Una nueva política del gobierno de Trump anula de hecho décadas de práctica migratoria, creando una incertidumbre inmediata para las empresas estadounidenses y cientos de miles de titulares de visas legales.
El gobierno de Trump ahora exigirá que la mayoría de los casi 1 millón de personas que reciben tarjetas verdes anualmente presenten su solicitud desde sus países de origen, un cambio importante que podría obligar a cientos de miles de residentes legales a abandonar los EE. UU. La nueva política del Servicio de Ciudadanía e Inmigración de los Estados Unidos (USCIS), con efecto inmediato, reclasifica el proceso de "ajuste de estatus" dentro del país como un beneficio "extraordinario", revirtiendo un marco de larga data aprobado por el Congreso.
"No se puede, de un plumazo, anular un estatuto", dijo Todd Pomerleau, un abogado de inmigración, prediciendo que la política será "detenida en los tribunales muy rápidamente". "La ley en realidad crea este camino y establece todo tipo de reglas para determinar quién califica para este beneficio. Ahora están tratando de engañarnos para que creamos que estas solicitudes... no son legalmente legítimas. Eso es simplemente una tontería", dijo Elissa Taub, socia de la firma de inmigración Siskind Susser.

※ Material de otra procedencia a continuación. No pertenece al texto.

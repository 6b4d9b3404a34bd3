//! Schedule assembly: resolve -> fetch -> flatten -> normalize -> sort
//!
//! [`ScheduleService`] is the query surface callers see. It owns the
//! immutable league tables and a transport, and composes the pure
//! processors into per-provider operations. Errors split three ways for
//! callers: `LeagueNotFound` (bad user input, no network touched),
//! `NoData` (provider unreachable or reported failure), and a plain empty
//! vector (provider answered, nothing scheduled).

use crate::config::Config;
use crate::constants::{DEFAULT_UPCOMING_LIMIT, VALORANT_WINDOW_DAYS, headers};
use crate::data_fetcher::leagues::{
    LeagueTable, ResolveError, ResolvedLeague, lol_graphql_table, lol_rest_table, valorant_table,
};
use crate::data_fetcher::models::{CanonicalMatch, Provider, TimeWindow};
use crate::data_fetcher::processors::{flatten_matches, normalize_matches, response_succeeded};
use crate::error::AppError;
use chrono::{Datelike, NaiveTime, Utc};
use futures::future::join_all;
use serde_json::Value;
use tracing::{error, info, instrument, warn};

use super::queries::{lol_matches_body, valorant_matches_body};
use super::transport::ScheduleTransport;
use super::urls::{lol_graphql_url, rest_month_url, rest_months_url, valorant_graphql_url};

const REST_HEADERS: [(&str, &str); 1] = [("origin", headers::REST_ORIGIN)];
const GRAPHQL_HEADERS: [(&str, &str); 2] =
    [("accept", "*/*"), ("origin", headers::GRAPHQL_ORIGIN)];

/// Schedule query surface over one transport and a fixed set of league
/// tables.
#[derive(Debug, Clone)]
pub struct ScheduleService<T> {
    config: Config,
    transport: T,
    lol_rest: LeagueTable,
    lol_graphql: LeagueTable,
    valorant: LeagueTable,
}

impl<T: ScheduleTransport> ScheduleService<T> {
    /// Builds a service with the built-in league tables.
    pub fn new(config: Config, transport: T) -> Self {
        Self::with_tables(
            config,
            transport,
            lol_rest_table().clone(),
            lol_graphql_table().clone(),
            valorant_table().clone(),
        )
    }

    /// Builds a service with caller-supplied league tables. This is the
    /// seam tests use to exercise resolution faults without touching the
    /// built-in data.
    pub fn with_tables(
        config: Config,
        transport: T,
        lol_rest: LeagueTable,
        lol_graphql: LeagueTable,
        valorant: LeagueTable,
    ) -> Self {
        ScheduleService {
            config,
            transport,
            lol_rest,
            lol_graphql,
            valorant,
        }
    }

    pub fn config(&self) -> &Config {
        &self.config
    }

    /// Maps resolver faults to the caller-facing error, logging the two
    /// cases apart: an unknown alias is the user's typo (warn), a key with
    /// no provider ids is our table's integrity problem (error). Callers
    /// see "league not found" either way.
    fn resolve_with(table: &LeagueTable, input: &str) -> Result<ResolvedLeague, AppError> {
        match table.resolve(input) {
            Ok(resolved) => {
                info!(
                    "Resolved league alias '{}' to '{}' ({} provider ids)",
                    input,
                    resolved.canonical_key,
                    resolved.provider_ids.len()
                );
                Ok(resolved)
            }
            Err(ResolveError::UnknownAlias { .. }) => {
                warn!("Unknown league alias: {input}");
                Err(AppError::league_not_found(input))
            }
            Err(ResolveError::MissingProviderIds { canonical_key }) => {
                error!(
                    "League table integrity fault: '{}' (from alias '{}') has no provider ids",
                    canonical_key, input
                );
                Err(AppError::league_not_found(input))
            }
        }
    }

    /// Lists the months of `year` that have scheduled matches for a LoL
    /// league, as the provider's own month tokens (e.g. "2025-03").
    #[instrument(skip(self))]
    pub async fn lol_schedule_months(
        &self,
        alias: &str,
        year: i32,
    ) -> Result<Vec<String>, AppError> {
        let resolved = Self::resolve_with(&self.lol_rest, alias)?;
        let url = rest_months_url(&self.config.rest_api_domain);
        let year_param = year.to_string();
        // The months index is per-league; the first provider id is the
        // primary league code.
        let league_id = &resolved.provider_ids[0];

        let response = self
            .transport
            .get_json(
                &url,
                &[
                    ("year", &year_param),
                    ("topLeagueId", league_id),
                    ("relay", "false"),
                ],
                &REST_HEADERS,
            )
            .await
            .map_err(|e| Self::upstream_unavailable(e, &url))?;

        if !response_succeeded(&response) {
            return Err(AppError::no_data("provider reported failure", &url));
        }

        let months = response
            .get("content")
            .and_then(Value::as_array)
            .map(|list| {
                list.iter()
                    .filter_map(Value::as_str)
                    .map(str::to_string)
                    .collect()
            })
            .unwrap_or_default();

        Ok(months)
    }

    /// Fetches and normalizes one month of LoL matches from the REST
    /// provider. `year`/`month` are formatted into the same token shape
    /// the months index returns.
    pub async fn lol_schedule(
        &self,
        alias: &str,
        year: i32,
        month: u32,
    ) -> Result<Vec<CanonicalMatch>, AppError> {
        self.lol_schedule_for_month(alias, &format!("{year:04}-{month:02}"))
            .await
    }

    /// Same as [`lol_schedule`](Self::lol_schedule), but takes a month
    /// token exactly as returned by
    /// [`lol_schedule_months`](Self::lol_schedule_months).
    #[instrument(skip(self))]
    pub async fn lol_schedule_for_month(
        &self,
        alias: &str,
        year_month: &str,
    ) -> Result<Vec<CanonicalMatch>, AppError> {
        let resolved = Self::resolve_with(&self.lol_rest, alias)?;
        let url = rest_month_url(&self.config.rest_api_domain);

        let fetches = resolved.provider_ids.iter().map(|league_id| {
            let url = url.clone();
            async move {
                self.transport
                    .get_json(
                        &url,
                        &[
                            ("month", year_month),
                            ("topLeagueId", league_id),
                            ("relay", "false"),
                        ],
                        &REST_HEADERS,
                    )
                    .await
            }
        });

        let mut responses = Vec::new();
        let mut failures = 0usize;
        for (league_id, result) in resolved.provider_ids.iter().zip(join_all(fetches).await) {
            match result {
                Ok(response) if response_succeeded(&response) => responses.push(response),
                Ok(_) => {
                    warn!(
                        "Provider envelope reported failure for '{}' (league id {})",
                        resolved.canonical_key, league_id
                    );
                    failures += 1;
                }
                Err(e) => {
                    warn!(
                        "Fetch failed for '{}' (league id {}): {}",
                        resolved.canonical_key, league_id, e
                    );
                    failures += 1;
                }
            }
        }

        // Every fetch failing means "temporarily unavailable", not "no
        // matches scheduled this month".
        if responses.is_empty() && failures > 0 {
            return Err(AppError::no_data("all provider fetches failed", &url));
        }

        let mut records = Vec::new();
        for response in &responses {
            let raws = flatten_matches(response);
            records.extend(normalize_matches(&raws, Provider::NaverRest));
        }

        Ok(sort_by_start(records))
    }

    /// Fetches and normalizes one month of LoL matches from the OP.GG
    /// GraphQL provider.
    #[instrument(skip(self))]
    pub async fn lol_schedule_graphql(
        &self,
        alias: &str,
        year: i32,
        month: u32,
    ) -> Result<Vec<CanonicalMatch>, AppError> {
        let resolved = Self::resolve_with(&self.lol_graphql, alias)?;
        let url = lol_graphql_url(&self.config.graphql_api_domain);

        let mut records = Vec::new();
        let mut failures = 0usize;
        for league_id in &resolved.provider_ids {
            let body = lol_matches_body(league_id, year, month);
            match self.transport.post_json(&url, &body, &GRAPHQL_HEADERS).await {
                Ok(response) => {
                    match response.get("data").and_then(|d| d.get("pagedAllMatches")) {
                        Some(node) if !node.is_null() => {
                            let raws = flatten_matches(node);
                            records.extend(normalize_matches(&raws, Provider::OpggLol));
                        }
                        _ => {
                            warn!(
                                "GraphQL response carried no match data for '{}' (league id {})",
                                resolved.canonical_key, league_id
                            );
                            failures += 1;
                        }
                    }
                }
                Err(e) => {
                    warn!(
                        "GraphQL fetch failed for '{}' (league id {}): {}",
                        resolved.canonical_key, league_id, e
                    );
                    failures += 1;
                }
            }
        }

        if records.is_empty() && failures == resolved.provider_ids.len() {
            return Err(AppError::no_data("all provider fetches failed", &url));
        }

        Ok(sort_by_start(records))
    }

    /// Fetches and normalizes Valorant matches for the default rolling
    /// window starting today.
    pub async fn valorant_schedule(&self, alias: &str) -> Result<Vec<CanonicalMatch>, AppError> {
        self.valorant_schedule_between(alias, TimeWindow::rolling_days(VALORANT_WINDOW_DAYS))
            .await
    }

    /// Fetches and normalizes Valorant matches within an explicit window.
    /// All serie ids of the league go into one query.
    #[instrument(skip(self))]
    pub async fn valorant_schedule_between(
        &self,
        alias: &str,
        window: TimeWindow,
    ) -> Result<Vec<CanonicalMatch>, AppError> {
        let resolved = Self::resolve_with(&self.valorant, alias)?;
        let url = valorant_graphql_url(&self.config.graphql_api_domain);
        let body = valorant_matches_body(&resolved.provider_ids, &window);

        let response = self
            .transport
            .post_json(&url, &body, &GRAPHQL_HEADERS)
            .await
            .map_err(|e| Self::upstream_unavailable(e, &url))?;

        let node = response
            .get("data")
            .and_then(|d| d.get("matchesBySeries"))
            .filter(|node| !node.is_null())
            .ok_or_else(|| AppError::no_data("GraphQL response carried no match data", &url))?;

        let raws = flatten_matches(node);
        Ok(sort_by_start(normalize_matches(&raws, Provider::OpggValorant)))
    }

    /// Collects the next `limit` LoL matches starting today or later,
    /// walking the months index forward from the current month.
    #[instrument(skip(self))]
    pub async fn upcoming_lol_matches(
        &self,
        alias: &str,
        limit: Option<usize>,
    ) -> Result<Vec<CanonicalMatch>, AppError> {
        let limit = limit.unwrap_or(DEFAULT_UPCOMING_LIMIT);
        let now = Utc::now();
        let current_month = now.format("%Y-%m").to_string();
        let today_start = now.date_naive().and_time(NaiveTime::MIN).and_utc();

        let months = self.lol_schedule_months(alias, now.year()).await?;

        let mut upcoming = Vec::new();
        for month_token in months.into_iter().filter(|m| *m >= current_month) {
            match self.lol_schedule_for_month(alias, &month_token).await {
                Ok(records) => {
                    upcoming.extend(
                        records
                            .into_iter()
                            .filter(|record| record.start_time >= today_start),
                    );
                }
                Err(e) => {
                    warn!("Skipping month {}: {}", month_token, e);
                    continue;
                }
            }
            if upcoming.len() >= limit {
                break;
            }
        }

        let mut upcoming = sort_by_start(upcoming);
        upcoming.truncate(limit);
        Ok(upcoming)
    }

    fn upstream_unavailable(err: AppError, url: &str) -> AppError {
        warn!("Upstream failure, reporting no data: {err}");
        match err {
            e @ AppError::NoData { .. } => e,
            e => AppError::no_data(e.to_string(), url),
        }
    }
}

/// Stable ascending sort by start time; equal timestamps keep the
/// provider-given relative order.
fn sort_by_start(mut records: Vec<CanonicalMatch>) -> Vec<CanonicalMatch> {
    records.sort_by_key(|record| record.start_time);
    records
}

La directiva afecta principalmente a los trabajadores calificados con visas H-1B, estudiantes extranjeros con visas F-1 y otros residentes temporales que anteriormente eran elegibles para solicitar la residencia permanente sin salir del país. Según la nueva guía, salir de los EE. UU. para solicitar en un consulado podría activar una prohibición de reingreso de 3 a 10 años para cualquier persona que haya excedido previamente la estancia de una visa, incluso si tiene una petición de tarjeta verde aprobada a través de un cónyuge ciudadano estadounidense o empleador.
Para las empresas estadounidenses, la política introduce una inestabilidad y costos significativos, lo que dificulta la retención de talento extranjero crítico y crea brechas en la fuerza laboral que retrasan los proyectos. Se espera que la medida ejerza presión bajista sobre las acciones de las empresas tecnológicas y otras industrias que dependen de inmigrantes calificados, ya que aumenta el riesgo regulatorio y altera la continuidad del negocio que el proceso de ajuste dentro del país fue diseñado para proteger.
Un regreso a la 'intención original'
El gobierno argumenta que la medida es una corrección de rumbo necesaria. "Estamos regresando a la intención original de la ley para asegurar que los extranjeros naveguen el sistema de inmigración de nuestra nación correctamente", dijo el portavoz de USCIS, Zach Kahler, en un comunicado. "Cuando los extranjeros solicitan desde su país de origen, se reduce la necesidad de encontrar y remover a aquellos que deciden esconderse y permanecer en los EE. UU. ilegalmente después de que se les niega la residencia".
Este cambio de política es el último de una serie de acciones del gobierno diseñadas para restringir los canales de inmigración legal. Sigue a los esfuerzos para implementar una regla de "carga pública", que niega tarjetas verdes a los solicitantes que se consideran propensos a usar beneficios públicos, y un mayor escrutinio de las cuentas de redes sociales de los solicitantes.
Consecuencias económicas y desafíos legales
Los críticos argumentan que la política dañará la economía de los EE. UU. al crear una fuga de cerebros y obstaculizar a las empresas. "Este anuncio... no solo causará graves dificultades a las familias... sino que también resultará en la pérdida de millones de dólares en tarifas pagadas a USCIS a través de estas solicitudes", dijo Eva Golinger, abogada de inmigración independiente, señalando que la agencia se financia con tarifas.
El cambio hace que la contratación de titulares de visas H-1B, que a menudo son patrocinados por empresas de tecnología por sus habilidades especializadas, sea significativamente menos atractiva. Obligar a estos empleados a abandonar el país por un período indefinido para esperar el procesamiento consular introduce un nivel de incertidumbre que podría hacer que las empresas reconsideren por completo el patrocinio de trabajadores extranjeros.
Los abogados de inmigración esperan una ola de litigios de las personas y sus empleadores afectados. Sostienen que el gobierno no puede desmantelar unilateralmente un sistema que el Congreso autorizó explícitamente para asegurar la unidad familiar y la estabilidad empresarial. "Esto es algo que el Congreso permite específicamente que los individuos hagan", dijo Sharvari Dalal-Dheini, directora de relaciones gubernamentales en la Asociación Estadounidense de Abogados de Inmigración. "En lugar de que las familias se separen mientras los solicitantes esperan en el extranjero o que los empleadores pierdan a un empleado valioso... les permite permanecer aquí y continuar contribuyendo mientras esperan".